Ławeczki, za które odpowiadał Bank Gospodarstwa Krajowego, od początku wzbudzały kontrowersje. Koszt jednej z nich wynosił 100 tys. zł. Łącznie BGK, należący do Skarbu Państwa, zapłacił za nie około 1,6 mln zł. Zatem każdy dzień ogólnopolskiej akcji kosztował podatników 17 tys. zł. Na inwestycję nie został ogłoszony przetarg. Opozycja wprost krytykowała akcję, twierdząc, że jest to „marnotrawienie publicznych pieniędzy”.
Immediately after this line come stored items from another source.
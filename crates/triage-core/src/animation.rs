//! Cosmetic symptom animation.
//!
//! Hosts may "float" catalog symptoms on the selection screen by toggling a
//! highlight on a timer or on every prompt. The highlight lives in an
//! [`AnimationFrame`] owned next to the session; nothing in the eligibility,
//! inference or report code reads it.

use indexmap::IndexSet;

use crate::session::toggle_entry;

/// Source of cosmetic toggles.
pub trait AnimationDriver: Send {
    /// Picks the next symptom to toggle from `pool`, or `None` to keep the
    /// current frame.
    fn next_toggle(&mut self, pool: &[&str]) -> Option<String>;
}

/// Driver that never animates.
#[derive(Debug, Default, Clone, Copy)]
pub struct StillDriver;

impl AnimationDriver for StillDriver {
    fn next_toggle(&mut self, _pool: &[&str]) -> Option<String> {
        None
    }
}

/// The set of symptoms currently highlighted for display.
#[derive(Debug, Default, Clone, PartialEq)]
pub struct AnimationFrame {
    highlighted: IndexSet<String>,
}

impl AnimationFrame {
    pub fn is_highlighted(&self, symptom: &str) -> bool {
        self.highlighted.contains(symptom)
    }

    pub fn highlighted(&self) -> impl Iterator<Item = &str> {
        self.highlighted.iter().map(String::as_str)
    }

    pub fn len(&self) -> usize {
        self.highlighted.len()
    }

    pub fn is_empty(&self) -> bool {
        self.highlighted.is_empty()
    }

    pub(crate) fn toggle(&mut self, symptom: &str) {
        toggle_entry(&mut self.highlighted, symptom);
    }

    pub(crate) fn clear(&mut self) {
        self.highlighted.clear();
    }
}
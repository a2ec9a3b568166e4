use std::path::PathBuf;

pub const DEFAULT_SOURCE_DIR: &str = "./data_source/";
pub const DEFAULT_TARGET_FILE: &str = "transformed_data.csv";
pub const DEFAULT_LOG_FILE: &str = "log_file.txt";
pub const DEFAULT_PRICE_DECIMALS: u32 = 2;

/// Paths and settings for a single ETL run.
///
/// Built once at startup and handed to [`crate::pipeline::EtlPipeline`].
/// The job has no configuration surface: no flags and no environment
/// variables are read. [`Config::default`] always yields the fixed relative
/// paths `./data_source/`, `transformed_data.csv` and `log_file.txt`.
#[derive(Debug, Clone, PartialEq)]
pub struct Config {
    pub source_dir: PathBuf,
    pub target_file: PathBuf,
    pub log_file: PathBuf,
    pub price_decimals: u32,
}

impl Default for Config {
    fn default() -> Self {
        Self {
            source_dir: PathBuf::from(DEFAULT_SOURCE_DIR),
            target_file: PathBuf::from(DEFAULT_TARGET_FILE),
            log_file: PathBuf::from(DEFAULT_LOG_FILE),
            price_decimals: DEFAULT_PRICE_DECIMALS,
        }
    }
}

#[cfg(test)]
impl Config {
    /// Resolves the default relative paths under `root`, so tests can run
    /// inside a scratch directory.
    pub fn with_root(root: impl AsRef<std::path::Path>) -> Self {
        let root = root.as_ref();
        Self {
            source_dir: root.join(DEFAULT_SOURCE_DIR),
            target_file: root.join(DEFAULT_TARGET_FILE),
            log_file: root.join(DEFAULT_LOG_FILE),
            ..Self::default()
        }
    }
}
Instalacje miały być częścią kampanii, która miała promować Polskę i polskie inwestycje wspierane przez BGK. W mediach szybko pojawiły się informacje, że „ławeczki” zostały niedokładnie wykonane. W Poznaniu konstrukcja nie wytrzymała ulewnego deszczu, w Rzeszowie kilka dni po montażu, chwiała się barierka przy schodach. We Wrocławiu z kolei zaczęły odchodzić od siebie płyty, z których stworzona została podstawa konstrukcji.
„Ławeczki” zniknęły z wielu miast kraju. Nie zobaczymy już ich m.in. w Lublinie, Poznaniu czy Toruniu.
Czytaj również:
Pod urzędem wojewódzkim stanęła ławeczka ''z polską flagą'' [ZDJĘCIA]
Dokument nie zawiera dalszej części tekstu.